> _Exercise_: Once the line containing "self.store.reset_sentinel();" is found in the records below, return it and each following line exactly, up to and including the line containing "pub fn swap(&mut", and nothing else.

> _Exercise material_:

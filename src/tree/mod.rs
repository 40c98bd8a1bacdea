//! A red-black tree whose nodes live in an arena.
//!
//! This is the structure behind [`Map`](../map/struct.Map.html) and
//! [`Set`](../set/struct.Set.html). It is exposed for callers that want to work with node
//! handles and cursors directly.

mod insert;
mod iter;
mod node;
mod remove;
mod rotate;
mod search;


use compare::{Compare, Natural};
use std::fmt::{self, Debug};
use std::mem;
use self::node::{NIL, NodeIndex, Store};

pub use self::iter::{Cursor, IntoIter, Iter, IterMut, Range, RevCursor};

/// A handle to an element of a [`Tree`](struct.Tree.html).
///
/// Handles are returned by insertion and lookup and accepted by the operations that act on a
/// specific element. A handle is invalidated when its element is removed; operations given an
/// invalidated handle do nothing and return `None`.
#[derive(Clone, Copy, Debug, PartialEq, Eq, Hash)]
pub struct Handle {
    index: NodeIndex,
    generation: u32,
}

/// A red-black tree ordered by a comparator over its keys.
///
/// Every node is stored in an arena owned by the tree. Empty leaf positions all refer to one
/// permanently black sentinel slot. The tree caches its minimum and maximum nodes, so
/// [`begin`](#method.begin), [`min`](#method.min) and [`max`](#method.max) take constant time.
///
/// The behavior of this tree is unspecified if a key's ordering relative to any other key
/// changes while the key is in the tree. This is normally only possible through `Cell`,
/// `RefCell`, or unsafe code.
pub struct Tree<K, V, C = Natural<K>> where C: Compare<K> {
    store: Store<K, V>,
    root: NodeIndex,
    min: NodeIndex,
    max: NodeIndex,
    cmp: C,
}

impl<K, V> Tree<K, V> where K: Ord {
    /// Creates an empty tree ordered according to the natural order of its keys.
    ///
    /// # Examples
    ///
    /// ```
    /// let mut tree = rbtree::Tree::new();
    ///
    /// tree.insert(2, "b");
    /// tree.insert(1, "a");
    /// tree.insert(3, "c");
    ///
    /// let mut it = tree.iter();
    /// assert_eq!(it.next(), Some((&1, &"a")));
    /// assert_eq!(it.next(), Some((&2, &"b")));
    /// assert_eq!(it.next(), Some((&3, &"c")));
    /// assert_eq!(it.next(), None);
    /// ```
    pub fn new() -> Self { Tree::with_cmp(compare::natural()) }
}

impl<K, V, C> Tree<K, V, C> where C: Compare<K> {
    /// Creates an empty tree ordered according to the given comparator.
    pub fn with_cmp(cmp: C) -> Self {
        Tree { store: Store::new(), root: NIL, min: NIL, max: NIL, cmp: cmp }
    }

    /// Checks if the tree is empty.
    pub fn is_empty(&self) -> bool { self.root == NIL }

    /// Returns the number of elements in the tree.
    pub fn len(&self) -> usize { self.store.len() }

    /// Returns the maximum number of elements a tree with this key and value type can hold.
    pub fn max_size(&self) -> usize { self.store.limit() }

    /// Returns a reference to the tree's comparator.
    pub fn cmp(&self) -> &C { &self.cmp }

    /// Removes all elements from the tree.
    ///
    /// Every handle into the tree is invalidated. The node store keeps its capacity.
    ///
    /// # Examples
    ///
    /// ```
    /// let mut tree = rbtree::Tree::new();
    /// let (handle, _) = tree.insert(1, "a");
    /// tree.insert(2, "b");
    ///
    /// tree.clear();
    ///
    /// assert!(tree.is_empty());
    /// assert!(tree.begin() == tree.end());
    /// assert_eq!(tree.key_value(handle), None);
    /// ```
    pub fn clear(&mut self) {
        log::trace!("clearing tree of {} nodes", self.len());

        let mut stack = vec![];
        if self.root != NIL { stack.push(self.root); }

        // Children are read before their parent's slot is released.
        while let Some(node) = stack.pop() {
            let (left, right) = (self.store.left(node), self.store.right(node));
            if left != NIL { stack.push(left); }
            if right != NIL { stack.push(right); }
            self.store.free(node);
        }

        self.root = NIL;
        self.min = NIL;
        self.max = NIL;
        self.store.reset_sentinel();
    }

    /// Swaps the contents of this tree with another in constant time.
    ///
    /// Handles move with their elements.
    pub fn swap(&mut self, other: &mut Self) { mem::swap(self, other); }

    /// Returns a reference to the given handle's key and value, or `None` if the handle has
    /// been invalidated.
    pub fn key_value(&self, handle: Handle) -> Option<(&K, &V)> {
        if self.is_live(handle) { Some(self.store.key_value(handle.index)) } else { None }
    }

    /// Returns a reference to the given handle's key and a mutable reference to its value, or
    /// `None` if the handle has been invalidated.
    pub fn key_value_mut(&mut self, handle: Handle) -> Option<(&K, &mut V)> {
        if self.is_live(handle) { Some(self.store.key_value_mut(handle.index)) } else { None }
    }

    /// Checks if the given handle still refers to an element of this tree.
    pub fn is_live(&self, handle: Handle) -> bool {
        handle.index != NIL && self.store.is_live(handle.index, handle.generation)
    }

    /// Returns a reference to the tree's minimum key and its value, or `None` if the tree is
    /// empty.
    pub fn min(&self) -> Option<(&K, &V)> { self.begin().get() }

    /// Returns a reference to the tree's maximum key and its value, or `None` if the tree is
    /// empty.
    pub fn max(&self) -> Option<(&K, &V)> { self.rbegin().get() }

    fn handle(&self, index: NodeIndex) -> Handle {
        Handle { index: index, generation: self.store[index].generation }
    }

    pub(crate) fn value_mut_at(&mut self, handle: Handle) -> &mut V {
        self.store.key_value_mut(handle.index).1
    }

    pub(crate) fn key_value_at(&self, handle: Handle) -> (&K, &V) {
        self.store.key_value(handle.index)
    }
}

impl<K, V, C> Clone for Tree<K, V, C> where K: Clone, V: Clone, C: Compare<K> + Clone {
    /// Builds a new tree by reinserting this tree's elements in order.
    ///
    /// The result holds the same sorted contents, but its shape may differ from this tree's.
    fn clone(&self) -> Self {
        let mut tree = Tree::with_cmp(self.cmp.clone());
        tree.extend_sorted(self);
        tree
    }

    fn clone_from(&mut self, source: &Self) {
        self.clear();
        self.cmp = source.cmp.clone();
        log::trace!("reinserting {} entries", source.len());
        self.extend_sorted(source);
    }
}

impl<K, V, C> Tree<K, V, C> where C: Compare<K> {
    fn extend_sorted(&mut self, source: &Self) where K: Clone, V: Clone {
        for (key, value) in source.iter() {
            self.insert_hint(None, key.clone(), value.clone());
        }
    }
}

impl<K, V, C> Debug for Tree<K, V, C> where K: Debug, V: Debug, C: Compare<K> {
    fn fmt(&self, f: &mut fmt::Formatter) -> fmt::Result {
        f.debug_map().entries(self.iter()).finish()
    }
}

impl<K, V, C> Default for Tree<K, V, C> where C: Compare<K> + Default {
    fn default() -> Self { Tree::with_cmp(Default::default()) }
}

impl<K, V, C> Extend<(K, V)> for Tree<K, V, C> where C: Compare<K> {
    fn extend<I: IntoIterator<Item=(K, V)>>(&mut self, it: I) {
        for (k, v) in it { self.insert(k, v); }
    }
}

impl<K, V> FromIterator<(K, V)> for Tree<K, V> where K: Ord {
    fn from_iter<I: IntoIterator<Item=(K, V)>>(it: I) -> Self {
        let mut tree = Tree::new();
        tree.extend(it);
        tree
    }
}

impl<'a, K, V, C> IntoIterator for &'a Tree<K, V, C> where C: Compare<K> {
    type Item = (&'a K, &'a V);
    type IntoIter = Iter<'a, K, V>;
    fn into_iter(self) -> Iter<'a, K, V> { self.iter() }
}

impl<'a, K, V, C> IntoIterator for &'a mut Tree<K, V, C> where C: Compare<K> {
    type Item = (&'a K, &'a mut V);
    type IntoIter = IterMut<'a, K, V>;
    fn into_iter(self) -> IterMut<'a, K, V> { self.iter_mut() }
}

impl<K, V, C> IntoIterator for Tree<K, V, C> where C: Compare<K> {
    type Item = (K, V);
    type IntoIter = IntoIter<K, V>;
    fn into_iter(self) -> IntoIter<K, V> { self.into_iter() }
}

> _Written solution_:
        self.store.reset_sentinel();
    }

    /// Swaps the contents of this tree with another in constant time.
    ///
    /// Handles move with their elements.
    pub fn swap(&mut self, other: &mut Self) { mem::swap(self, other); }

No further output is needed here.